Stored data entries
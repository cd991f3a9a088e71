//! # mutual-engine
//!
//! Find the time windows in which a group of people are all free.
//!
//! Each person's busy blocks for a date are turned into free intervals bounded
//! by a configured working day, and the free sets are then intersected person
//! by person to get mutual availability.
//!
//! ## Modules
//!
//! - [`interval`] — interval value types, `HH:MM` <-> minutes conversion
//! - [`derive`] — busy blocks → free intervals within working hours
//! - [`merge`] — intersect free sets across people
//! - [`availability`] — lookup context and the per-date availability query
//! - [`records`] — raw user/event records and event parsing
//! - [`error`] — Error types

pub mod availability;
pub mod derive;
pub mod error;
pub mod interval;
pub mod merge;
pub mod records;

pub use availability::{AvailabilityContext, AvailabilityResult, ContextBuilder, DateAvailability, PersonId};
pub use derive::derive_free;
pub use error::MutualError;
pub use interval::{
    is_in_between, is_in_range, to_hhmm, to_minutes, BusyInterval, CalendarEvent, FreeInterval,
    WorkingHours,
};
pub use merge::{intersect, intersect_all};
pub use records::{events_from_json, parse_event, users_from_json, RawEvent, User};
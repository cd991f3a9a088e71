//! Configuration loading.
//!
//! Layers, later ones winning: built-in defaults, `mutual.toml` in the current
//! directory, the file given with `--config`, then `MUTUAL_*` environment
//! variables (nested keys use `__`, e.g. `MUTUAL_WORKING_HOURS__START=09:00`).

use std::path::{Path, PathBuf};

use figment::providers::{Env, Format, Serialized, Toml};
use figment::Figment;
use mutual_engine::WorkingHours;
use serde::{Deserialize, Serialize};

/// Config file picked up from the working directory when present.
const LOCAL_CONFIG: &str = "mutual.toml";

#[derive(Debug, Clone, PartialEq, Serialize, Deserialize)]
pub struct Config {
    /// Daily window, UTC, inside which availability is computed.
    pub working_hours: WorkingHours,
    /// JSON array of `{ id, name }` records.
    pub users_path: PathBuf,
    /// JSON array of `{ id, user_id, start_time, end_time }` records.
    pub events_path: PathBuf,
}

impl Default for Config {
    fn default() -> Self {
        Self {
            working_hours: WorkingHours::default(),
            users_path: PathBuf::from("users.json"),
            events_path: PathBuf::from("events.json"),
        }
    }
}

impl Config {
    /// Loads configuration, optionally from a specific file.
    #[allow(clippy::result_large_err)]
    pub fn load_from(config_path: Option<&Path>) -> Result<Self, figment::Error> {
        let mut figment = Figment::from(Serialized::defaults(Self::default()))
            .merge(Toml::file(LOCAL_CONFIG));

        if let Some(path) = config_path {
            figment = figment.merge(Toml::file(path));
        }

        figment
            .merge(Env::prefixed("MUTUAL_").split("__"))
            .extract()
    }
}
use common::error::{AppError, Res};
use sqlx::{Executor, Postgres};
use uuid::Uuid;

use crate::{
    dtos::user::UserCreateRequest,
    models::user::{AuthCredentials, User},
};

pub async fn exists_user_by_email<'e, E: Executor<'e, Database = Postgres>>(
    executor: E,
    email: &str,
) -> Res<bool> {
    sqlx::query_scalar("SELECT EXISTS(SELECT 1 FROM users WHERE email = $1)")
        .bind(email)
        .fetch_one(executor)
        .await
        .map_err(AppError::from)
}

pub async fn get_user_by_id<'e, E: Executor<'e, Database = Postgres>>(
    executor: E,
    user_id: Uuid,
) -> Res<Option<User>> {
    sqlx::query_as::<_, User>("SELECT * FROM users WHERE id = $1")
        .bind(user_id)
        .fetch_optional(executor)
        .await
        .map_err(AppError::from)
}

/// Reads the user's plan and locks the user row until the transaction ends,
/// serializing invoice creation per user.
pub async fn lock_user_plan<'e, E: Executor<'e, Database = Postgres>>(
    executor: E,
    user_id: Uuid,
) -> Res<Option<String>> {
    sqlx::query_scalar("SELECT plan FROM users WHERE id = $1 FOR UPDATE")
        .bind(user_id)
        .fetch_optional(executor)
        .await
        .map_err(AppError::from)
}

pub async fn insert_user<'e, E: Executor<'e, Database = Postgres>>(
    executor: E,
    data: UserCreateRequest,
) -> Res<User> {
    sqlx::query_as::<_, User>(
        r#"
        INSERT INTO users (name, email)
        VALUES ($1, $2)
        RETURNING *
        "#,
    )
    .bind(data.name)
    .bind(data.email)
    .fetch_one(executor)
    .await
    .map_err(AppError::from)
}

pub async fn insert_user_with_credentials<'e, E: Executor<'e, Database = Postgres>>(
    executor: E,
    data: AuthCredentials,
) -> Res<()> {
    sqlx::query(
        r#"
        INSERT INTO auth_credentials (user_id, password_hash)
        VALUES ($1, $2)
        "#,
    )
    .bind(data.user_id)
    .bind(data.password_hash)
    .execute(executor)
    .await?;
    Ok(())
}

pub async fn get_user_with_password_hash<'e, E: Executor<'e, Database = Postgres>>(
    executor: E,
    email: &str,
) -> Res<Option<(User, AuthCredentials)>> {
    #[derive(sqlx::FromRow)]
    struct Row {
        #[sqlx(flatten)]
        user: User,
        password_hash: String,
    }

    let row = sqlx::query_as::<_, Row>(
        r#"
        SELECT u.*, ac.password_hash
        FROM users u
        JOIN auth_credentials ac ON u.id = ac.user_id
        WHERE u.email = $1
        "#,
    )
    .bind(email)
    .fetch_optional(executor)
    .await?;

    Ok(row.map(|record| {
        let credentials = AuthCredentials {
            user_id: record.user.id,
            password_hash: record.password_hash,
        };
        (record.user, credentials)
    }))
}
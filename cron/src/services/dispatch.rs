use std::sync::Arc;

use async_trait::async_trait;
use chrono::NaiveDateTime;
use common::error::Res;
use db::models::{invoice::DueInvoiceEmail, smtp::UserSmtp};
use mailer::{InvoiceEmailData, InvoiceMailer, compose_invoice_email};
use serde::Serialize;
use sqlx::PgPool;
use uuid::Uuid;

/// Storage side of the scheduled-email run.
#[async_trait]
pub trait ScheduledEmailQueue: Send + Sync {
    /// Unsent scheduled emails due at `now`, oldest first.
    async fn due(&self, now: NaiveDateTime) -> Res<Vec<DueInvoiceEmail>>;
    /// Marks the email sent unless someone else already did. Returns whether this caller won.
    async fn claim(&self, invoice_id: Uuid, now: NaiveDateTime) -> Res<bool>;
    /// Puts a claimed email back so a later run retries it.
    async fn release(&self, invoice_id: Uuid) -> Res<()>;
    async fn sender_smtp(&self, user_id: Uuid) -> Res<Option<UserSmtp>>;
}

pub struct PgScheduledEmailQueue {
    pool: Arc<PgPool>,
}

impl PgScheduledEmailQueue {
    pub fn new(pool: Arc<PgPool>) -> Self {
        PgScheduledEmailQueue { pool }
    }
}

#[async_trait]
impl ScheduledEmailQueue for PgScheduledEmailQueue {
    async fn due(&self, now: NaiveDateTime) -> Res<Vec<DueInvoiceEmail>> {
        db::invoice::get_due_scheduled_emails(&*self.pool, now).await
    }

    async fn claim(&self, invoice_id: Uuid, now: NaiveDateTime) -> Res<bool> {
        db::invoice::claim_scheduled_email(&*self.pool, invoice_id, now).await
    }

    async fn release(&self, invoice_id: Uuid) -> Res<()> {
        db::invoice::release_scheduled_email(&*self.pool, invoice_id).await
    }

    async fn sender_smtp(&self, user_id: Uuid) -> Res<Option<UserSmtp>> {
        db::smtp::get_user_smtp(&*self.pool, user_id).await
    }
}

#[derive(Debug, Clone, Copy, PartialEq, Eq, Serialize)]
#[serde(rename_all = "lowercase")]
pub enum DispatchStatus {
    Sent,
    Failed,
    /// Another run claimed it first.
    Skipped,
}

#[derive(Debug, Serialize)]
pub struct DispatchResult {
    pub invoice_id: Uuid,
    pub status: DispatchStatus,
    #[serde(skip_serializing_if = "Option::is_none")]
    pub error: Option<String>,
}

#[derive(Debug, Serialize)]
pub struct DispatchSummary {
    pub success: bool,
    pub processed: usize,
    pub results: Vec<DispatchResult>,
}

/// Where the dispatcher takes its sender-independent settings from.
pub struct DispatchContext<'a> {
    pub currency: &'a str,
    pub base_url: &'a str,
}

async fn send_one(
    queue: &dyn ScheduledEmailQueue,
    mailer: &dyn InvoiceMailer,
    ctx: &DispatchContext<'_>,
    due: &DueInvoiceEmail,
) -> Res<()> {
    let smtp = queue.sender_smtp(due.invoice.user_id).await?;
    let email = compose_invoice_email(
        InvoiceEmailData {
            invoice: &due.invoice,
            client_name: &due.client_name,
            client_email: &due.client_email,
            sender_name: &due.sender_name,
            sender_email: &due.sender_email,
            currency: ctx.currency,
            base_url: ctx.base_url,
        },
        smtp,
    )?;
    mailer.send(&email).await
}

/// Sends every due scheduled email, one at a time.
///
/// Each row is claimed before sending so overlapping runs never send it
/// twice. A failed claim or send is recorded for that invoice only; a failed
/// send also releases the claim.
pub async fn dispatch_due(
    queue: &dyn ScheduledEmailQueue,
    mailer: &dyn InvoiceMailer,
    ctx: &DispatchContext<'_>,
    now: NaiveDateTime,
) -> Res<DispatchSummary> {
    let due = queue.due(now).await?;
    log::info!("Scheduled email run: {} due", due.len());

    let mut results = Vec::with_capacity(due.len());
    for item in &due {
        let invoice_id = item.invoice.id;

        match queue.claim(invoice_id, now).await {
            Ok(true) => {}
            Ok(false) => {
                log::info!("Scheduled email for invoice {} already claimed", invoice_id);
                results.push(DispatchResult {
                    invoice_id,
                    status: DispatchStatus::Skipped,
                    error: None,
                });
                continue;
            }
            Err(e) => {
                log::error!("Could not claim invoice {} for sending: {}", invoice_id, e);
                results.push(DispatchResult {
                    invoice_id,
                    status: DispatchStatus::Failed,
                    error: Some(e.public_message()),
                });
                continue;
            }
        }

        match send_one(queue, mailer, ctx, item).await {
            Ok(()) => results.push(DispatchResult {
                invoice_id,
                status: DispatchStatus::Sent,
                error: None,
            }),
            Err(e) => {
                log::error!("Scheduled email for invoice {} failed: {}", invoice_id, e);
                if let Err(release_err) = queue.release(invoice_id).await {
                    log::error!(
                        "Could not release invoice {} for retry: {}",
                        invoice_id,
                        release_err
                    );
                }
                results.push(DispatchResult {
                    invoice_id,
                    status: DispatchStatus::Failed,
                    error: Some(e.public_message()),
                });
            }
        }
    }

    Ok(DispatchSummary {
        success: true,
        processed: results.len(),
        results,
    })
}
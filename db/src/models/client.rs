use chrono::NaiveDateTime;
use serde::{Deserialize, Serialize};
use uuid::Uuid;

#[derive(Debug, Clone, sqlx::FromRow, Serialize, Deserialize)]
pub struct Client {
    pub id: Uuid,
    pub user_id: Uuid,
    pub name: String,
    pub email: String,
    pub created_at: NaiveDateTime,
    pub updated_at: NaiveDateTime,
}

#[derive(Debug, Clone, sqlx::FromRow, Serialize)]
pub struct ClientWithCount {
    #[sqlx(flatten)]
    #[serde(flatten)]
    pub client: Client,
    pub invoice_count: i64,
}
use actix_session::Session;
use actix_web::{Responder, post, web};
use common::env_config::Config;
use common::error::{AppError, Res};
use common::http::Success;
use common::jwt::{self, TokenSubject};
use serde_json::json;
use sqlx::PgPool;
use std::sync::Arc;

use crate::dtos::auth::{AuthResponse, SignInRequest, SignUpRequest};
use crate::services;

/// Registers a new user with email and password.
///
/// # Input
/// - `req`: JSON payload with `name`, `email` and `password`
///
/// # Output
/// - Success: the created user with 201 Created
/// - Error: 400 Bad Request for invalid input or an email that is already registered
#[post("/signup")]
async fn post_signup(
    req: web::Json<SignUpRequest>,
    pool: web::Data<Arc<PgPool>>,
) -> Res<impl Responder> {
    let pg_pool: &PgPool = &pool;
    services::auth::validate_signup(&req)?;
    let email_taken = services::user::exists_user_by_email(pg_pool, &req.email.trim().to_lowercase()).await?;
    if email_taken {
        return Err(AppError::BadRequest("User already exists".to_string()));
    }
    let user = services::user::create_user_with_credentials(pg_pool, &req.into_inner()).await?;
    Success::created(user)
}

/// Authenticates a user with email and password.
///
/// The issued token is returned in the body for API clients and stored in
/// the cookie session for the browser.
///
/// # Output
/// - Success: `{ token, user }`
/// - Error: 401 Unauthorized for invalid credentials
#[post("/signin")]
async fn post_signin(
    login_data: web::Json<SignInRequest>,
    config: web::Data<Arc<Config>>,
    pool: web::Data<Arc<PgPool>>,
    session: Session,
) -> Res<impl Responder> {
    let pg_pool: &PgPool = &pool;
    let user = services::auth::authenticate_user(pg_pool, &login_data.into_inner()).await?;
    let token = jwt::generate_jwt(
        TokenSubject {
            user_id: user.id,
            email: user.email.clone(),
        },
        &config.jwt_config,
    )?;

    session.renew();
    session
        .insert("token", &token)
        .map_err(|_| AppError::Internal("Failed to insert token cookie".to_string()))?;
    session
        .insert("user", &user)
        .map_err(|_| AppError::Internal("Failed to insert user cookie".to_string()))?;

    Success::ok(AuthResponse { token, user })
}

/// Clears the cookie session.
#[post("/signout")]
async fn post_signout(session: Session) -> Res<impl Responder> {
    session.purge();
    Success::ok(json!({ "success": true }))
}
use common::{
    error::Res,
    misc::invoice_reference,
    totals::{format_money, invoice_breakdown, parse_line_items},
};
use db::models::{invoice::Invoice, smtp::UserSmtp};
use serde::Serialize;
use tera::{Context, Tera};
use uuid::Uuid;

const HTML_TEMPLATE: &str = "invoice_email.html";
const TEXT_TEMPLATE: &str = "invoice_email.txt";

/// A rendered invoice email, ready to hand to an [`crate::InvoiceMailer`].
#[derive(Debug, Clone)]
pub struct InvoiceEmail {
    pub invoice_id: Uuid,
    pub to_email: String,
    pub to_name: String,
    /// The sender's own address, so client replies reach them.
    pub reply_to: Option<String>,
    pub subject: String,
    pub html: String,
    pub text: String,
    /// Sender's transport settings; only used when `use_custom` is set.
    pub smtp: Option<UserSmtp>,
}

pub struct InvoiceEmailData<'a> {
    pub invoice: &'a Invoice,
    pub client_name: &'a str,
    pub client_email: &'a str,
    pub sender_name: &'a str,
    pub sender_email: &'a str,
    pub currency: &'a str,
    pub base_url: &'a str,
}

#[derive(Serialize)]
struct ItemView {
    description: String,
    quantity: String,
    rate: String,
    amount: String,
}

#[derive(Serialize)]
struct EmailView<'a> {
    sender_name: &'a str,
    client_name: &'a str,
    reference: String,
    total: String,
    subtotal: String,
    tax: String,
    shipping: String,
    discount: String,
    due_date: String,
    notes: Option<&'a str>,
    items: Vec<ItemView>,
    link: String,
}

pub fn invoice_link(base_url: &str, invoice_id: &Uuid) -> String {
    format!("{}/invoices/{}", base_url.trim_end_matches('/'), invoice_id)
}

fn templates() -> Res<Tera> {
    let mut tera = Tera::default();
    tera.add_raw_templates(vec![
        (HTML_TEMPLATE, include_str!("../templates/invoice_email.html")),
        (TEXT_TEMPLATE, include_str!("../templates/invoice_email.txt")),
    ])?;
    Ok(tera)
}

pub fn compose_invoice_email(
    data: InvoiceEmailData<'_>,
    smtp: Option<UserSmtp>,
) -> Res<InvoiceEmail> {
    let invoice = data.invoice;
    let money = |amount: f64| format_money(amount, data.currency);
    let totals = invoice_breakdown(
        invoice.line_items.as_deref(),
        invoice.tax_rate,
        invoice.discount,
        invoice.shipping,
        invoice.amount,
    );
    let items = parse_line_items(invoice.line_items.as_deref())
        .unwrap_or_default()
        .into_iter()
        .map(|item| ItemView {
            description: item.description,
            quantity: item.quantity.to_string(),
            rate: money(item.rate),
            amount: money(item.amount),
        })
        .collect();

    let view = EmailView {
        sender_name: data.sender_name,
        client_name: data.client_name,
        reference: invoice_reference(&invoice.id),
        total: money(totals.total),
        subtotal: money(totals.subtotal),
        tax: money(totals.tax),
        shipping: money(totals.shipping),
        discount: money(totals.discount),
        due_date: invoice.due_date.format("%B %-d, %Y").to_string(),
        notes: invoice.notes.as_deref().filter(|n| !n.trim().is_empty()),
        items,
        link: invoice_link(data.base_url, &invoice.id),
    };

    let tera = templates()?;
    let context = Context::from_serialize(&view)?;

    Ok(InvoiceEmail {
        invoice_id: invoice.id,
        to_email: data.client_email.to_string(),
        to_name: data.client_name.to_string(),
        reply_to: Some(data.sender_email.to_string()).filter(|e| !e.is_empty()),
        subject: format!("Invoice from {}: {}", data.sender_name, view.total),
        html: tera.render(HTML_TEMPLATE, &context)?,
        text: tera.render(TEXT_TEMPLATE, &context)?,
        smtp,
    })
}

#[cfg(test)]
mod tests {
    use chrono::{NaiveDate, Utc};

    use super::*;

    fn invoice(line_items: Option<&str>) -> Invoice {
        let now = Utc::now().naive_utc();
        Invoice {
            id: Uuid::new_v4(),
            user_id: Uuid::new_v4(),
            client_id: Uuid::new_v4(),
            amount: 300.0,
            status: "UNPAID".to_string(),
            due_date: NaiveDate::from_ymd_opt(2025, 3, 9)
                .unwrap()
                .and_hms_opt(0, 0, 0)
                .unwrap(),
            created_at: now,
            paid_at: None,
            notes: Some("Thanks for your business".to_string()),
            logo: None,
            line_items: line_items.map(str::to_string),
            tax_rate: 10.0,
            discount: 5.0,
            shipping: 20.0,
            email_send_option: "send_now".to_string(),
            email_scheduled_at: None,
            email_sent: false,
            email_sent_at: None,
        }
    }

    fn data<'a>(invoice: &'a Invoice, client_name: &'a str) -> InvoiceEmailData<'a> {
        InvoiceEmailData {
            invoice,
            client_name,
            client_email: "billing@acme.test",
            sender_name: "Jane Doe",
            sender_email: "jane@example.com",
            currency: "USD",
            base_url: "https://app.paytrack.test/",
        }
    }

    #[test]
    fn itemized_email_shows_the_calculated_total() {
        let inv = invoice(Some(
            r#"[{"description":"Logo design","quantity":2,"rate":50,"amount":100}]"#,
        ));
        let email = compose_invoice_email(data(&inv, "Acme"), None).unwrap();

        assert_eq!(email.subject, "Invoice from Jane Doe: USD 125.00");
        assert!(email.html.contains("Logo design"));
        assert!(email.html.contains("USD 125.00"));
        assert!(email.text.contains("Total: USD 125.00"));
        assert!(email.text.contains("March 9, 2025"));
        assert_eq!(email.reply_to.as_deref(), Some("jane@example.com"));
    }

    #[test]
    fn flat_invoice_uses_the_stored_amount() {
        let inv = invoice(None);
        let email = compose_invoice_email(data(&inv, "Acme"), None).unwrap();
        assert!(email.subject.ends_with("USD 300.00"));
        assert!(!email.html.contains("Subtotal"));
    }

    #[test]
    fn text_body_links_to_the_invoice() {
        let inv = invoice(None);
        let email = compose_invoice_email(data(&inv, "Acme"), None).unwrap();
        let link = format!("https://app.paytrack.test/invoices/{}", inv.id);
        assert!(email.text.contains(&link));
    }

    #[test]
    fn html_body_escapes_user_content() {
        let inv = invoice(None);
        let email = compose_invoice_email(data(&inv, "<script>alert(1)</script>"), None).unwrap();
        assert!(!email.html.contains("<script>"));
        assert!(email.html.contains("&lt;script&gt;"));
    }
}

Work instructions
On how many lines above does the word "people" appear? Only the number should be given.

Exercise result
2